In respect of other long-term financial assets/liabilities stated above as measured at amortised cost, their carrying values are not considered to be materially different from their fair values.
(B) Financial risk management
In the course of its business, the Company is exposed to various risks in relation to financial instruments. The main types of risks are credit risk, liquidity risk and market risk. The Group is not engaged in speculative treasury activities but seeks to manage risk and optimise interest and commodity pricing through proven financial instruments.
The use of any derivative is approved by the management, which provide guidelines on the acceptable levels of interest rate risk, credit risk, foreign exchange risk and liquidity risk and the range of hedging requirement against these risks.
(i) Credit risk:
Credit risk is the risk that a counter party will not meet its obligations under a financial instrument or customer contract, leading to financial loss. The Company is exposed to credit risk from trade receivables, cash and cash equivalents, short term investments, loans and advances and derivative financial instruments.
Trade receivables
The Company primarily sells cast metal components to selected customers comprising mainly in engineering industry in India and outside India. The Company extends credits to customers in normal course of the business. The Company considers the factors such as credit track record in the market of each customer and past dealings for extension of credit to the customer. The Company monitors the payment track record of each customer and outstanding customer receivables are regularly monitored. The Company evaluates the concentration of risk with respect to trade receivables as low, as its customers are located at several jurisdiction and industries and operate in large independent markets.

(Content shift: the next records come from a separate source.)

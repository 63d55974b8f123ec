//! Deployment driver.

use tracing::{error, info};

use crate::error::{DeployError, DeployResult};
use crate::executor::{CommandOutput, RemoteExecutor};
use crate::plan::{DeployPlan, SIMULATED_STEPS};

#[derive(Debug, Clone, PartialEq, Eq)]
pub enum DeployOutcome {
    /// Nothing was contacted; these are the steps a real run performs.
    Simulated { steps: Vec<&'static str> },
    /// The remote script exited 0.
    Completed { output: CommandOutput },
}

pub struct Deployer<'a, E: RemoteExecutor + ?Sized> {
    executor: &'a E,
}

impl<'a, E: RemoteExecutor + ?Sized> Deployer<'a, E> {
    pub fn new(executor: &'a E) -> Self {
        Self { executor }
    }

    /// Deploy `plan`, or only describe it when `simulate` is set.
    ///
    /// Without `simulate`, a plan lacking HOST or KEY_PATH is a
    /// [`DeployError::MissingTarget`]. A non-zero remote exit is
    /// [`DeployError::RemoteFailed`].
    pub async fn run(&self, plan: &DeployPlan, simulate: bool) -> DeployResult<DeployOutcome> {
        if simulate {
            info!(app = %plan.app, version = %plan.version, env = %plan.env, "simulating deploy");
            return Ok(DeployOutcome::Simulated {
                steps: SIMULATED_STEPS.to_vec(),
            });
        }

        let target = plan.require_target()?;
        info!(
            app = %plan.app,
            version = %plan.version,
            env = %plan.env,
            host = %target.host,
            "deploying"
        );

        let output = self.executor.run(target, &plan.script()).await?;
        if !output.success() {
            error!(exit_code = ?output.exit_code, host = %target.host, "deploy script failed");
            return Err(DeployError::RemoteFailed {
                code: output.exit_code,
                stdout: output.stdout,
                stderr: output.stderr.trim_end().to_string(),
            });
        }

        info!(host = %target.host, "deploy completed");
        Ok(DeployOutcome::Completed { output })
    }
}

#[cfg(test)]
mod tests {
    use super::*;
    use std::path::PathBuf;
    use std::sync::Mutex;
    use std::time::Duration;

    use async_trait::async_trait;
    use dropletops_core::Severity;
    use dropletops_core::config::DeployConfig;

    use crate::plan::DeployTarget;

    struct Recording {
        reply: CommandOutput,
        runs: Mutex<Vec<(String, String)>>,
    }

    impl Recording {
        fn replying(exit_code: u32, stderr: &str) -> Self {
            Self::with_output(exit_code, "Up 10 seconds\n", stderr)
        }

        fn with_output(exit_code: u32, stdout: &str, stderr: &str) -> Self {
            Self {
                reply: CommandOutput {
                    stdout: stdout.to_string(),
                    stderr: stderr.to_string(),
                    exit_code: Some(exit_code),
                },
                runs: Mutex::new(Vec::new()),
            }
        }
    }

    #[async_trait]
    impl RemoteExecutor for Recording {
        async fn run(&self, target: &DeployTarget, script: &str) -> DeployResult<CommandOutput> {
            self.runs
                .lock()
                .unwrap()
                .push((target.addr(), script.to_string()));
            Ok(self.reply.clone())
        }
    }

    fn plan(host: Option<&str>) -> DeployPlan {
        let config = DeployConfig {
            host: host.map(str::to_string),
            key_path: Some(PathBuf::from("/keys/deploy")),
            port: 2222,
            ..DeployConfig::default()
        };
        DeployPlan::from_config(&config, Duration::from_secs(10))
    }

    #[tokio::test]
    async fn runs_script_on_target() {
        let executor = Recording::replying(0, "");
        let outcome = Deployer::new(&executor)
            .run(&plan(Some("203.0.113.10")), false)
            .await
            .unwrap();

        assert!(matches!(outcome, DeployOutcome::Completed { ref output } if output.success()));
        let runs = executor.runs.lock().unwrap();
        assert_eq!(runs.len(), 1);
        assert_eq!(runs[0].0, "203.0.113.10:2222");
        assert!(runs[0].1.starts_with("set -e\n"));
    }

    #[tokio::test]
    async fn non_zero_exit_is_fatal() {
        let executor = Recording::with_output(
            1,
            "Backing up current state\nPulling latest code\n",
            "fatal: couldn't find remote ref main\n",
        );
        let err = Deployer::new(&executor)
            .run(&plan(Some("203.0.113.10")), false)
            .await
            .unwrap_err();

        match &err {
            DeployError::RemoteFailed {
                code,
                stdout,
                stderr,
            } => {
                assert_eq!(*code, Some(1));
                assert!(stdout.ends_with("Pulling latest code\n"));
                assert_eq!(stderr, "fatal: couldn't find remote ref main");
            }
            other => panic!("unexpected error: {other}"),
        }
        assert_eq!(err.severity(), Severity::Fatal);
    }

    #[tokio::test]
    async fn missing_host_without_simulate_is_misconfiguration() {
        let executor = Recording::replying(0, "");
        let err = Deployer::new(&executor)
            .run(&plan(None), false)
            .await
            .unwrap_err();
        assert!(matches!(err, DeployError::MissingTarget("HOST")));
        assert!(executor.runs.lock().unwrap().is_empty());
    }

    #[tokio::test]
    async fn simulate_never_contacts_the_host() {
        let executor = Recording::replying(0, "");
        for host in [None, Some("203.0.113.10")] {
            let outcome = Deployer::new(&executor).run(&plan(host), true).await.unwrap();
            assert_eq!(
                outcome,
                DeployOutcome::Simulated {
                    steps: SIMULATED_STEPS.to_vec()
                }
            );
        }
        assert!(executor.runs.lock().unwrap().is_empty());
    }
}
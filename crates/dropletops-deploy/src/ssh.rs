//! SSH executor built on russh.
//!
//! Authenticates with a single private key and runs the script on one
//! session channel. Server host keys are accepted without verification.

use std::path::Path;
use std::sync::Arc;
use std::time::Duration;

use async_trait::async_trait;
use russh::client;
use russh_keys::key::{KeyPair, PublicKey};
use tokio::net::TcpStream;
use tracing::{debug, info, warn};

use crate::error::{DeployError, DeployResult};
use crate::executor::{CommandOutput, RemoteExecutor};
use crate::plan::DeployTarget;

struct AcceptingHandler;

#[async_trait]
impl client::Handler for AcceptingHandler {
    type Error = russh::Error;

    async fn check_server_key(
        &mut self,
        _server_public_key: &PublicKey,
    ) -> Result<bool, Self::Error> {
        Ok(true)
    }
}

/// [`RemoteExecutor`] over SSH with public-key authentication.
#[derive(Debug, Clone)]
pub struct SshExecutor {
    connect_timeout: Duration,
}

impl SshExecutor {
    pub fn new(connect_timeout: Duration) -> Self {
        Self { connect_timeout }
    }

    async fn connect(
        &self,
        target: &DeployTarget,
        key: KeyPair,
    ) -> DeployResult<client::Handle<AcceptingHandler>> {
        let addr = target.addr();
        let stream = tokio::time::timeout(
            self.connect_timeout,
            TcpStream::connect((target.host.as_str(), target.port)),
        )
        .await
        .map_err(|_| DeployError::ConnectTimeout {
            addr: addr.clone(),
            after: self.connect_timeout,
        })?
        .map_err(|source| DeployError::Connect {
            addr: addr.clone(),
            source,
        })?;

        let config = Arc::new(client::Config::default());
        let mut session = client::connect_stream(config, stream, AcceptingHandler).await?;

        let authenticated = session
            .authenticate_publickey(&target.user, Arc::new(key))
            .await?;
        if !authenticated {
            return Err(DeployError::AuthRejected {
                user: target.user.clone(),
            });
        }

        debug!(%addr, user = %target.user, "ssh session established");
        Ok(session)
    }
}

#[async_trait]
impl RemoteExecutor for SshExecutor {
    async fn run(&self, target: &DeployTarget, script: &str) -> DeployResult<CommandOutput> {
        let key = load_private_key(&target.key_path).await?;
        let session = self.connect(target, key).await?;

        info!(addr = %target.addr(), "running deploy script");
        let output = exec(&session, script).await;

        if let Err(e) = session
            .disconnect(russh::Disconnect::ByApplication, "", "en")
            .await
        {
            warn!(error = %e, "ssh disconnect failed");
        }
        output
    }
}

async fn exec(
    session: &client::Handle<AcceptingHandler>,
    script: &str,
) -> DeployResult<CommandOutput> {
    let mut channel = session.channel_open_session().await?;
    channel.exec(true, script).await?;

    let mut stdout = Vec::new();
    let mut stderr = Vec::new();
    let mut exit_code = None;

    loop {
        match channel.wait().await {
            Some(russh::ChannelMsg::Data { data }) => stdout.extend_from_slice(&data),
            Some(russh::ChannelMsg::ExtendedData { data, ext }) => {
                // ext 1 is stderr
                if ext == 1 {
                    stderr.extend_from_slice(&data);
                }
            }
            Some(russh::ChannelMsg::ExitStatus { exit_status }) => exit_code = Some(exit_status),
            Some(russh::ChannelMsg::Close) | None => break,
            _ => {}
        }
    }

    Ok(CommandOutput {
        stdout: String::from_utf8_lossy(&stdout).into_owned(),
        stderr: String::from_utf8_lossy(&stderr).into_owned(),
        exit_code,
    })
}

async fn load_private_key(path: &Path) -> DeployResult<KeyPair> {
    let content = tokio::fs::read_to_string(path)
        .await
        .map_err(|source| DeployError::KeyRead {
            path: path.to_path_buf(),
            source,
        })?;
    russh_keys::decode_secret_key(&content, None).map_err(|source| DeployError::KeyDecode {
        path: path.to_path_buf(),
        source,
    })
}
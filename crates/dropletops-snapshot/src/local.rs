//! Local snapshots: a timestamped marker file for hosts without provider
//! access.

use std::path::{Path, PathBuf};

use chrono::{DateTime, SecondsFormat, Utc};
use tracing::info;

use dropletops_core::naming::local_snapshot_file;

use crate::error::{SnapshotError, SnapshotResult};

/// Write `snapshot-<YYYYMMDD-HHMMSS>.txt` into `dir`, creating it if needed.
pub fn write_local_snapshot(dir: &Path, now: DateTime<Utc>) -> SnapshotResult<PathBuf> {
    let path = dir.join(local_snapshot_file(now));
    let write_err = |source| SnapshotError::LocalWrite {
        path: path.clone(),
        source,
    };

    std::fs::create_dir_all(dir).map_err(write_err)?;
    let content = format!(
        "Backup created: {} (UTC)\n",
        now.to_rfc3339_opts(SecondsFormat::Secs, true)
    );
    std::fs::write(&path, content).map_err(write_err)?;

    info!(path = %path.display(), "local snapshot written");
    Ok(path)
}

#[cfg(test)]
mod tests {
    use super::*;
    use chrono::TimeZone;

    #[test]
    fn writes_marker_file() {
        let dir = tempfile::tempdir().unwrap();
        let target = dir.path().join("snapshots");
        let now = Utc.with_ymd_and_hms(2026, 10, 19, 8, 30, 15).unwrap();

        let path = write_local_snapshot(&target, now).unwrap();
        assert_eq!(path, target.join("snapshot-20261019-083015.txt"));
        assert_eq!(
            std::fs::read_to_string(&path).unwrap(),
            "Backup created: 2026-10-19T08:30:15Z (UTC)\n"
        );
    }

    #[test]
    fn unwritable_dir_is_an_error() {
        let dir = tempfile::tempdir().unwrap();
        let blocker = dir.path().join("file");
        std::fs::write(&blocker, "x").unwrap();

        let err = write_local_snapshot(&blocker.join("nested"), Utc::now()).unwrap_err();
        assert!(matches!(err, SnapshotError::LocalWrite { .. }));
    }
}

Allowances against doubtful debts are recognised against trade receivables based on estimated irrecoverable amounts determined by reference to past default experience of the counterparty and an analysis of the counterparty’s current financial position. The Company has a policy of accepting only credit worthy counter parties and defines credit limits for the customer which are reviewed periodically. The Company does not hold any collateral or other credit enhancements over any of its trade receivables nor does it have a legal right of offset against any amounts owed by the Company to the counterparty.
Cash and cash equivalents and deposits with bank
The Company considers factors such as track record, size of institution, market reputation and service standard to select the banks with which deposits are maintained. Generally the balances are maintained with the institutions with which the Company has also availed borrowings. The Company does not maintain significant deposit balances other than those required for its day to day operations. The Company considers that its cash and cash equivalents have low credit risk based on the external credit ratings of the counterparties.
Loans and advances
The Company provides loans to its employees and furnishes security deposits to various parties for electricity, communication, etc. The Company considers that its loans have low credit risk or negligible risk of default as the parties are well established entities and have strong capacity to meet the obligations or its own employees from whom the risk of default is low.
Investments
The Company has invested in quoted equity instruments and mutual funds. The management actively monitors the performance of the funds which affect investments. The group does not expect the counterparty to fail to meet its obligations, and has not experienced any significant impairment losses in respect of any of the investments.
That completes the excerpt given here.